Repeat, exactly as written, the lines of the records below from the first through the line with "is the only", but none past it.

(ENTRIES SUPPLIED Opens)

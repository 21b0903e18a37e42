//! Builds the candidate variant universe offered to artifact selection.
//!
//! Graph-level selection picks one configuration per component, but the
//! component may publish further physical variants (classifiers, secondary
//! artifacts) on sibling graph traversal variants. When that enumeration is
//! published, the universe is the union of every sibling's physical variants;
//! otherwise it is the target configuration's own variants. This is the only
//! place that branches on [`GraphTraversalVariants`].

use crate::core::ResolveError;
use crate::model::{
    GraphTraversalVariants, LocalComponentMetadata, LocalConfigurationMetadata, VariantSet,
};

/// Compute the candidate universe for artifact selection from `configuration`.
///
/// When graph traversal variants are present, each is prepared (memoized) and
/// the union of their physical variants is returned. The target
/// configuration's own variants are part of the result only if the target is
/// itself one of the graph traversal variants.
///
/// # Errors
///
/// [`ResolveError::PreparationFailed`] if a sibling variant fails to prepare.
pub fn candidate_variants(
    component: &LocalComponentMetadata,
    configuration: &LocalConfigurationMetadata,
) -> Result<VariantSet, ResolveError> {
    match component.variants_for_graph_traversal() {
        GraphTraversalVariants::Present(variants) => {
            let mut universe = VariantSet::new();
            for variant in variants {
                let prepared = variant.prepare_to_resolve_artifacts()?;
                universe.extend(prepared.variants().iter().cloned());
            }
            tracing::debug!(
                target: "aggregator",
                "{} graph traversal variant(s) of {} offer {} physical variant(s)",
                variants.len(),
                component.component_id(),
                universe.len()
            );
            Ok(universe)
        }
        GraphTraversalVariants::Absent => {
            tracing::trace!(
                target: "aggregator",
                "{} has no graph traversal variants; using '{}' only",
                component.component_id(),
                configuration.name()
            );
            Ok(configuration.variants().clone())
        }
    }
}
//! The artifact selection boundary.
//!
//! [`ArtifactSelector`] is the contract between the resolution core and the
//! artifact transfer subsystem: given a component, a lazily computed candidate
//! universe, the configuration's own variants, exclusions and attribute
//! overrides, it produces a [`ResolvedArtifactSet`]. File transfer and
//! physical deduplication happen behind this trait, never in the core.
//!
//! [`AttributeMatchingSelector`] is an in-process implementation that selects
//! physical variants by attribute overrides and applies exclusions. It does no
//! I/O and is what the CLI uses.

mod artifact_set;
mod attribute_selector;
mod exclude;

pub use artifact_set::{ResolvedArtifactSet, ResolvedVariant, ResolvedVariantCache};
pub use attribute_selector::AttributeMatchingSelector;
pub use exclude::ExcludeSpec;

use crate::core::ResolveError;
use crate::model::{ImmutableAttributes, LocalComponentMetadata, VariantSet};

/// Lazily computes the candidate universe; only called if the selector needs it.
pub type VariantSupplier<'a> = &'a dyn Fn() -> Result<VariantSet, ResolveError>;

/// Turns a candidate variant universe into a resolved artifact set.
///
/// Implementations may block on I/O and are called concurrently for different
/// variants; the resolution core never holds a lock while calling them. Errors
/// are returned to the caller of the core unchanged.
pub trait ArtifactSelector: Send + Sync {
    /// Select and resolve artifacts.
    ///
    /// - `scratch` is fresh for this call and dropped afterwards.
    /// - `all_variants` yields the candidate universe built by the aggregator.
    /// - `declared_variants` are the target configuration's own physical variants.
    fn resolve_artifacts(
        &self,
        component: &LocalComponentMetadata,
        scratch: &mut ResolvedVariantCache,
        all_variants: VariantSupplier<'_>,
        declared_variants: &VariantSet,
        exclusions: &ExcludeSpec,
        overrides: &ImmutableAttributes,
    ) -> anyhow::Result<ResolvedArtifactSet>;
}
//! Test utilities for variant resolution
//!
//! This module provides helpers shared by unit and integration tests:
//! - [`ComponentBuilder`] for in-memory components with counted, optionally
//!   failing preparation
//! - Descriptor and settings fixtures written to temporary directories
//! - One-time tracing initialization
//!
//! # Example
//!
//! ```rust,ignore
//! use variant_resolve::model::ArtifactName;
//! use variant_resolve::resolver::ComponentResolveState;
//! use variant_resolve::test_utils::ComponentBuilder;
//!
//! let component = ComponentBuilder::project(":lib")
//!     .configuration("runtimeElements")
//!     .artifact(ArtifactName::jar("lib"))
//!     .build();
//! let state = ComponentResolveState::new(component);
//! ```

pub mod builder;
pub mod fixtures;

pub use builder::ComponentBuilder;
pub use fixtures::{DescriptorFixture, SettingsFixture};

use std::sync::Once;
use tracing::Level;
use tracing_subscriber::EnvFilter;

/// Global flag to ensure logging is only initialized once in tests
static INIT_LOGGING: Once = Once::new();

/// Initialize logging for tests.
///
/// Only the first call has an effect. Uses `level` if given, otherwise
/// `RUST_LOG` if set, otherwise leaves logging off.
///
/// ```bash
/// RUST_LOG=variant_cache=debug cargo test
/// ```
pub fn init_test_logging(level: Option<Level>) {
    INIT_LOGGING.call_once(|| {
        let filter = if let Some(level) = level {
            EnvFilter::new(level.to_string())
        } else if std::env::var("RUST_LOG").is_ok() {
            EnvFilter::from_default_env()
        } else {
            return;
        };

        let _ = tracing_subscriber::fmt()
            .with_env_filter(filter)
            .with_test_writer()
            .with_target(true) // Show targets like "variant_cache"
            .with_thread_ids(false)
            .try_init();
    });
}
//! Variant-aware artifact resolution for resolved components.
//!
//! Once dependency graph resolution has selected a variant of a component, this
//! module turns that selection into artifacts. It is made of three parts:
//!
//! - [`ComponentResolveState`]: the per-component entry point. All variant
//!   requests go through its cache, which builds each variant's state at most
//!   once and hands the same instance to every caller.
//! - [`VariantArtifactResolveState`]: the per-variant handle. Lists the
//!   variant's artifacts, looks up a single artifact by name, and runs artifact
//!   selection through an [`ArtifactSelector`](crate::selector::ArtifactSelector).
//! - [`aggregator`]: decides which physical variants the selector may choose
//!   from. When the component publishes graph traversal variants that is all
//!   of their physical variants, otherwise only the selected configuration's.
//!
//! # Concurrency
//!
//! A [`ComponentResolveState`] is shared between resolution threads. Variant
//! preparation runs under the cache entry's lock, so racing callers for the
//! same variant wait for the first one and then see its result. Artifact
//! selection runs on the returned handle with no cache lock held.
//!
//! # Example
//!
//! ```rust,no_run
//! use std::sync::Arc;
//! use variant_resolve::config::ComponentDescriptor;
//! use variant_resolve::model::ImmutableAttributes;
//! use variant_resolve::resolver::ComponentResolveState;
//! use variant_resolve::selector::{AttributeMatchingSelector, ExcludeSpec};
//!
//! # fn main() -> anyhow::Result<()> {
//! let descriptor = ComponentDescriptor::load("lib.toml".as_ref())?;
//! let state = ComponentResolveState::new(descriptor.into_component());
//! let variant = Arc::clone(state.metadata().configuration("runtimeElements").unwrap());
//!
//! let handle = state.prepare_for_artifact_resolution(&variant)?;
//! let resolved = handle.resolve_artifacts(
//!     &AttributeMatchingSelector::new(),
//!     &ExcludeSpec::Nothing,
//!     &ImmutableAttributes::of([("docs", "sources")]),
//! )?;
//! for artifact in resolved.artifacts() {
//!     println!("{}", artifact.name());
//! }
//! # Ok(())
//! # }
//! ```

pub mod aggregator;
mod component_state;
mod variant_state;

pub use component_state::{ComponentResolveState, VariantStateCache};
pub use variant_state::VariantArtifactResolveState;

(ENTRIES SUPPLIED Closes)

--- ANSWER BELOW ---
repository 21b0903e18a37e42
//! Builds the candidate variant universe offered to artifact selection.
//!
//! Graph-level selection picks one configuration per component, but the
//! component may publish further physical variants (classifiers, secondary
//! artifacts) on sibling graph traversal variants. When that enumeration is
//! published, the universe is the union of every sibling's physical variants;
//! otherwise it is the target configuration's own variants. This is the only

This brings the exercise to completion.